La première génération : Les précurseurs
Amédée Pierre, cette figure clef de la musique ivoirienne se rebelle contre l’ancienne puissance et commence à composer en bété. Quand il chante, les gens restent-là, éveillés jusqu’au petit matin, selon lui. En une soirée, Amédée Pierre conquiert son public et balaye le souvenir des Congolais du Rico Jazz, venus jouer trois mois plus tôt à Abidjan. Il enregistre, les années suivantes, des centaines de disques, qui sont autant de succès populaires. En quelques années, Amédé Pierre devient le précurseur, qui ouvre la voie à une nouvelle génération d’artistes ivoiriens. D’autres orchestres, comme le Yapi-Jazz de Yapi René, l’Ivoiris Band d’Anouma Brou Felix, l’Ofi de Bouaké ou le Conseil de l’Entente fondé en 1962 par le guitariste Mamadou Doumbia que son séjour aux Îles Canaries a influencé suivent la même trajectoire. Ils cessent de chanter en français ou en espagnol pour composer des paroles en bété ou en dioula. Mamadou Doumbia, s’impose lui aussi comme une pierre angulaire de la musique ivoirienne moderne. En 1963, son premier enregistrement en dioula s’intitule : "Le destin est comme une ardoise sur laquelle on écrit et qu’on peut effacer". Le sien sera tout entier dédié à réhabiliter et revaloriser la musique ivoirienne… A la même période, les Sœurs Comoé, des jumelles, font rentrer les femmes dans l’ère de la musique urbaine. Leur incroyable saga ouvre la voie à d’autres chanteuses, beaucoup plus nombreuses dans le courant des années 1970, comme Aïcha Koné.

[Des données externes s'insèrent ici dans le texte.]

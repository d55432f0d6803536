use axum::extract::Request;
use axum::http::HeaderValue;
use axum::middleware::Next;
use axum::response::Response;
use quickdesk_core::{AuthContext, RequestMetadata};
use uuid::Uuid;

pub const TRACE_ID_HEADER: &str = "x-trace-id";
pub const REQUEST_ID_HEADER: &str = "x-request-id";

/// Per-request identifiers, stored in request extensions.
#[derive(Debug, Clone)]
pub struct TracingState {
    pub trace_id: String,
    pub request_id: Uuid,
    pub start_time: std::time::Instant,
}

impl TracingState {
    pub fn new() -> Self {
        Self::with_trace_id(Uuid::new_v4().to_string())
    }

    /// Continue a trace started by the caller.
    pub fn with_trace_id(trace_id: String) -> Self {
        Self {
            trace_id,
            request_id: Uuid::new_v4(),
            start_time: std::time::Instant::now(),
        }
    }

    pub fn elapsed(&self) -> std::time::Duration {
        self.start_time.elapsed()
    }

    /// Metadata handed to desk functions.
    pub fn metadata(&self, client_ip: Option<String>, user_agent: Option<String>) -> RequestMetadata {
        RequestMetadata {
            request_id: self.request_id,
            trace_id: self.trace_id.clone(),
            client_ip,
            user_agent,
            timestamp: chrono::Utc::now(),
        }
    }
}

impl Default for TracingState {
    fn default() -> Self {
        Self::new()
    }
}

/// Attach a [`TracingState`] and echo the ids on the response.
pub async fn tracing_middleware(mut req: Request, next: Next) -> Response {
    let trace_id = req
        .headers()
        .get(TRACE_ID_HEADER)
        .and_then(|v| v.to_str().ok())
        .filter(|v| !v.is_empty() && v.len() <= 128)
        .map(String::from)
        .unwrap_or_else(|| Uuid::new_v4().to_string());

    let state = TracingState::with_trace_id(trace_id);
    req.extensions_mut().insert(state.clone());
    if req.extensions().get::<AuthContext>().is_none() {
        req.extensions_mut().insert(AuthContext::unauthenticated());
    }

    let mut response = next.run(req).await;

    if let Ok(val) = HeaderValue::from_str(&state.trace_id) {
        response.headers_mut().insert(TRACE_ID_HEADER, val);
    }
    if let Ok(val) = HeaderValue::from_str(&state.request_id.to_string()) {
        response.headers_mut().insert(REQUEST_ID_HEADER, val);
    }
    response
}

#[cfg(test)]
mod tests {
    use super::*;

    #[test]
    fn test_tracing_state_with_trace_id() {
        let state = TracingState::with_trace_id("trace-123".to_string());
        assert_eq!(state.trace_id, "trace-123");
        assert_ne!(state.request_id, TracingState::new().request_id);
    }

    #[test]
    fn test_metadata_carries_ids() {
        let state = TracingState::with_trace_id("trace-9".to_string());
        let meta = state.metadata(Some("10.0.0.1".into()), None);
        assert_eq!(meta.trace_id, "trace-9");
        assert_eq!(meta.request_id, state.request_id);
        assert_eq!(meta.client_ip.as_deref(), Some("10.0.0.1"));
    }
}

Deuxième génération : Les réformateurs
En 1968, James Brown se rend pour la première fois en Afrique : il vient donner un concert privé pour le président Félix Houphouët-Boigny. Ce passage laisse des traces tant musicales que vestimentaires dans tout le pays... Parallèlement, l’explosion des cours mondiaux du cacao favorise le faste, en politique, en urbanisme, en mode ou en musique : la Côte d’Ivoire voit les choses en grand. Abidjan devient le rendez-vous le plus funky de tous les musiciens d’Afrique. Le Malien Boncana Maïga, à l’étroit à Bamako, s’installe à Abidjan en 1974, tandis que le saxophoniste camerounais Manu Dibango est appelé pour diriger, en 1975, le nouvel orchestre de la Radio Télévision Ivoirienne. Il reste quatre ans en Côte d’Ivoire et arrange à l’occasion, les morceaux de la nouvelle génération de musiciens ivoiriens, fortement influencée par la première, comme François Lougah ou Ernesto Djédjé. Ernesto Djédjé a été le "petit" d’Amédée Pierre et le chef d’orchestre de son ‘’Ivoiro Star’’ de 1965 à 1968, avant d’inventer le révolutionnaire ziglibithy, un mélange de rythmes du terroir bété, de funk ou de soul … et de se brouiller définitivement avec son aîné. Le Ziglibithy et les déhanchés de son initiateur font mouche. Pour sa part, Bailly Spinto, "le chanteur à la voix aux mille et un octaves" est considéré par Amédée Pierre comme son "fils". En 1979, son langoureux ‘’Taxi Sougnon’’, s’écoulera à 30.000 à 40.000 exemplaires. François Lougah, Séry Simplice ou Jimmy Hyacynthe, l’arrangeur, gravent les plus beaux sillons de la musique ivoirienne de cette fin des années 1970. Au début des années 1980, Ernesto Djédjé décède à 35 ans, d’un mal mystérieux. Pourtant, alors que les cours du cacao chutent brutalement, en entraînant l’ensemble de l’économie ivoirienne dans le marasme, le miracle culturel continue. Alpha Blondy enregistre en 1982, ‘’Brigadier Sabari’’, un titre sur les violences policières qui fait le tour du monde et ouvre un nouveau chapitre, plus international, de la success-story des musiques ivoiriennes.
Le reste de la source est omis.